Experienced surgeons have found that it takes time for them to learn how to put in the ankle prosthesis. It may take many years for a surgeon to gain sufficient experience to perform the surgery predictably without considerable complications. Recent scientific reports (from our own institution as well as those of others) have outlined this problem in more detail. Surgeons refer to this problem as the "learning curve." Fortunately, Dr. Myerson has extensive experience with this surgery and has performed well over 400 ankle replacements. In the United States there is currently only one ankle that has been approved for use by the FDA. This is called the DePuy Agility ankle replacement. The design of this particular prosthesis has recently been dramatically improved (see below). This new prosthesis is now available at several selected hospitals around the country including the Institute for Foot and Ankle Reconstruction at Mercy. Here we can see what the original DePuy prosthesis looked like.

                              

The ankle prosthesis is in two parts, separated by a plastic liner called the polyethylene. The top part of the prosthesis is called the tibial component, and fits into the leg bone, the tibia. The bottom part is called the talar component, and fits on top of the ankle bone, the talus.

                      

Above you will see one big difference in the recently developed ankle replacement called the Agility LP prosthesis. On the left is an XR of the ankle after the original Agility was inserted, and the new LP prosthesis is shown on the right. You will note that the shape of the talar component in particular is different. This talar component covers the talus almost completely, which prevents later sinking or subsidence of the component into the talus bone.

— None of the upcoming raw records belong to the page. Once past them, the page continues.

//! Persistence adapter (C3): SQLite-backed storage for the memory graph.

mod migrations;
mod sqlite;

pub use sqlite::{Storage, SyncReport};
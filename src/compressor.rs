//! Memory compression (C5): turns a raw message snippet into a handful of
//! (topic, summary) pairs via an LLM, the way a human skimming a
//! conversation would jot down "what this was about" rather than keep the
//! transcript.

use std::sync::LazyLock;

use regex::Regex;
use tracing::warn;

use crate::collaborators::{Llm, TimestampMode};
use crate::config::MemoryConfig;
use crate::error::Result;
use crate::graph::MemoryGraph;
use crate::text::{cosine_set, information_content, tokenize};

/// One topic extracted from a snippet, its generated summary, and whatever
/// existing nodes it strongly resembles (for the Builder to wire similarity
/// edges against).
#[derive(Debug, Clone)]
pub struct CompressedTopic {
    pub topic: String,
    pub summary: String,
    /// Up to 3 existing concepts with cosine similarity >= 0.7, most similar
    /// first.
    pub similar_existing: Vec<(String, f64)>,
}

/// Number of topics to extract from a snippet: the average of a
/// length-based estimate and an information-density-based estimate.
///
/// `topic_by_length` grows with the number of message lines, scaled by the
/// compression rate; `topic_by_information_content` nudges that estimate up
/// or down based on how information-dense the text is, clamped to [1, 5] so
/// a single very long but repetitive snippet doesn't explode into dozens of
/// topics. A trivial or low-entropy snippet can legitimately come out to 0 —
/// callers treat that as nothing worth extracting, not an error.
pub fn topic_num(readable: &str, compress_rate: f64) -> usize {
    let line_count = readable.lines().filter(|l| !l.trim().is_empty()).count();
    let by_length = line_count as f64 * compress_rate;
    let entropy = information_content(readable);
    let by_information = (((entropy - 3.0) * 2.0) as i64).clamp(1, 5);
    (((by_length + by_information as f64) / 2.0) as i64).max(0) as usize
}

fn is_banned(topic: &str, ban_words: &[String]) -> bool {
    ban_words.iter().any(|w| !w.is_empty() && topic.contains(w.as_str()))
}

static TOPIC_TAG: LazyLock<Regex> = LazyLock::new(|| Regex::new(r"<([^<>]+)>").unwrap());
static TOPIC_SEPARATORS: LazyLock<Regex> =
    LazyLock::new(|| Regex::new(r"[,，、\s]+").unwrap());

/// Extracts a deduplicated topic list from an LLM response that wraps its
/// answer in `<...>`, splitting on common list separators (ASCII/Chinese
/// commas, the Chinese enumeration comma, or whitespace).
pub(crate) fn parse_topics(response: &str) -> Vec<String> {
    let mut seen = std::collections::HashSet::new();
    let mut topics = Vec::new();
    for capture in TOPIC_TAG.captures_iter(response) {
        let inner = &capture[1];
        for piece in TOPIC_SEPARATORS.split(inner) {
            let piece = piece.trim();
            if !piece.is_empty() && seen.insert(piece.to_string()) {
                topics.push(piece.to_string());
            }
        }
    }
    topics
}

fn build_topic_prompt(readable: &str, num_topics: usize) -> String {
    format!(
        "Read the following conversation snippet and identify {num_topics} distinct topics \
         it discusses. Respond with exactly one line containing all topics wrapped in a single \
         pair of angle brackets, separated by commas, e.g. <topic one,topic two>.\n\n{readable}"
    )
}

fn build_summary_prompt(readable: &str, topic: &str) -> String {
    format!(
        "Read the following conversation snippet and write a single concise sentence \
         summarizing what it reveals about the topic \"{topic}\". Respond with only that \
         sentence.\n\n{readable}"
    )
}

fn similar_existing_topics(topic: &str, graph: &MemoryGraph) -> Vec<(String, f64)> {
    let topic_words = tokenize(topic);
    let mut scored: Vec<(String, f64)> = graph
        .node_names()
        .into_iter()
        .map(|concept| {
            let words = tokenize(&concept);
            let score = cosine_set(&topic_words, &words);
            (concept, score)
        })
        .filter(|(_, score)| *score >= 0.7)
        .collect();
    scored.sort_by(|a, b| b.1.partial_cmp(&a.1).unwrap_or(std::cmp::Ordering::Equal));
    scored.truncate(3);
    scored
}

/// Compresses one rendered snippet into topic/summary pairs. Per-topic
/// summary generation is isolated: an LLM failure on one topic is logged and
/// that topic dropped, rather than failing the whole snippet (§7).
pub async fn compress_snippet(
    readable: &str,
    config: &MemoryConfig,
    llm: &dyn Llm,
    graph: &MemoryGraph,
) -> Result<Vec<CompressedTopic>> {
    let num_topics = topic_num(readable, config.memory_compress_rate);
    let topic_prompt = build_topic_prompt(readable, num_topics);
    let topic_response = llm.chat(&topic_prompt).await?;
    let topics: Vec<String> = parse_topics(&topic_response.content)
        .into_iter()
        .filter(|t| !is_banned(t, &config.memory_ban_words))
        .collect();

    let mut compressed = Vec::with_capacity(topics.len());
    for topic in topics {
        let summary_prompt = build_summary_prompt(readable, &topic);
        match llm.chat(&summary_prompt).await {
            Ok(response) => {
                let summary = response.content.trim().to_string();
                if summary.is_empty() {
                    continue;
                }
                let similar_existing = similar_existing_topics(&topic, graph);
                compressed.push(CompressedTopic {
                    topic,
                    summary,
                    similar_existing,
                });
            }
            Err(err) => {
                warn!(%topic, %err, "summary generation failed for topic, skipping");
            }
        }
    }
    Ok(compressed)
}

/// Annotation helper kept for callers that need to render a snippet before
/// calling [`compress_snippet`]; thin wrapper so call sites don't have to
/// remember the conventional formatting flags.
pub fn default_timestamp_mode() -> TimestampMode {
    TimestampMode::Relative
}
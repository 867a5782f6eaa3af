//! Creating and removing groups

use proven_groups::{GroupInfo, NAMESPACE_GROUP_PROPERTY};
use tracing::info;

use crate::coordinator::GroupCoordinator;
use crate::error::{Error, GroupResult};

impl GroupCoordinator {
    /// Create an empty group.
    ///
    /// # Errors
    ///
    /// `InvalidArgument` if the name is empty or already taken.
    pub async fn add_group(&self, name: &str) -> GroupResult<()> {
        if let Some(observer) = self.observer() {
            observer.pre_add_group(name).await?;
        }

        if name.is_empty() {
            return Err(Error::InvalidArgument(
                "Group name cannot be empty".to_string(),
            ));
        }

        {
            let _membership = self.membership_lock.lock().await;

            if self.registry.get_group(name).await?.is_some() {
                return Err(Error::InvalidArgument(format!(
                    "Group already exists: {name}"
                )));
            }

            self.registry.add_group(GroupInfo::new(name)).await?;
        }
        info!("Added group {name}");

        if let Some(observer) = self.observer() {
            observer.post_add_group(name).await?;
        }

        Ok(())
    }

    /// Delete a group that owns no tables and no servers and that no
    /// namespace names as its group.
    ///
    /// # Errors
    ///
    /// - `InvalidArgument` for the default group
    /// - `NotFound` if the group does not exist
    /// - `InvalidState` if the group is still in use
    pub async fn remove_group(&self, name: &str) -> GroupResult<()> {
        let _membership = self.membership_lock.lock().await;

        if let Some(observer) = self.observer() {
            observer.pre_remove_group(name).await?;
        }

        let group = self
            .registry
            .get_group(name)
            .await?
            .ok_or_else(|| Error::NotFound(format!("Group {name} does not exist")))?;

        if group.is_default() {
            return Err(Error::InvalidArgument(
                "The default group cannot be removed".to_string(),
            ));
        }

        if !group.tables().is_empty() {
            return Err(Error::InvalidState(format!(
                "Group {name} must have no associated tables: {}",
                group.tables().len()
            )));
        }

        if !group.servers().is_empty() {
            return Err(Error::InvalidState(format!(
                "Group {name} has {} servers; you must remove these servers from the group before the group can be removed",
                group.servers().len()
            )));
        }

        for namespace in self.namespaces.list_namespaces().await? {
            if namespace.group() == Some(name) {
                return Err(Error::InvalidState(format!(
                    "Group {name} is referenced by namespace: {} ({NAMESPACE_GROUP_PROPERTY})",
                    namespace.name
                )));
            }
        }

        self.registry.remove_group(name).await?;
        info!("Removed group {name}");

        if let Some(observer) = self.observer() {
            observer.post_remove_group(name).await?;
        }

        Ok(())
    }
}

The main advantage of total ankle replacement is the return of some freedom of movement in the ankle. This movement is important for simple activities such as bending, walking, exercise and climbing. Full movement of the ankle joint is never regained even with total ankle replacement. The movement that is present, however, is far preferable to the lack of movement in the fused ankle. There is another very important aspect to ankle replacement in that it avoids the stresses that occur following ankle fusion or arthrodesis. When an ankle joint is fused, there is of course no up and down movement in the ankle. There does however remain for some patients a limited amount of up and down movement which occur in the adjacent joints. The problem is exactly what was outlined above in that later on these joints begin to take the brunt of the force in the foot, and they too begin to develop changes of arthritis. This can be a serious dilemma, since almost 100% of patients will after a prolonged time demonstrate changes of arthritis in these joints next to the ankle. Not all of these patients have symptoms of arthritis, but for many it can become debilitating, since the only option remaining is to fuse these joints as well. What then happens is a gradual need for further fusion of adjacent joints in the foot, resulting in considerable incapacity.

So who is a good candidate for an ankle replacement? The ideal patient, is someone who is over the age of 50, is not too heavy, and is not extremely active. Some activity is always ideal, and it does not mean however that patients with an ankle replacement have to be sedentary. Quite on the contrary, patients can walk, hike, climb, ride a bicycle, and in some circumstances even ski after ankle replacement. The activities then which are not ideal are those which involve repetitive pounding of the ankle for example running and a job which includes heavy labor. Patients who have poor circulation in the leg, those who have diabetes, or nerve conditions of the leg are not good candidates for an ankle joint replacement. The bone quality of the ankle must be fairly healthy, and we do not normally implant a joint if the ankle bone is dead (a condition called avascular necrosis or AVN of the talus bone). When we perform an ankle replacement, one of the goals is of course to improve the movement of the joint (called the range of motion). Interestingly, the more movement of the ankle that there is before the joint replacement surgery, the more will exist later. If a patient has no motion or very poor motion of the ankle before surgery, we can improve this, but not nearly as much.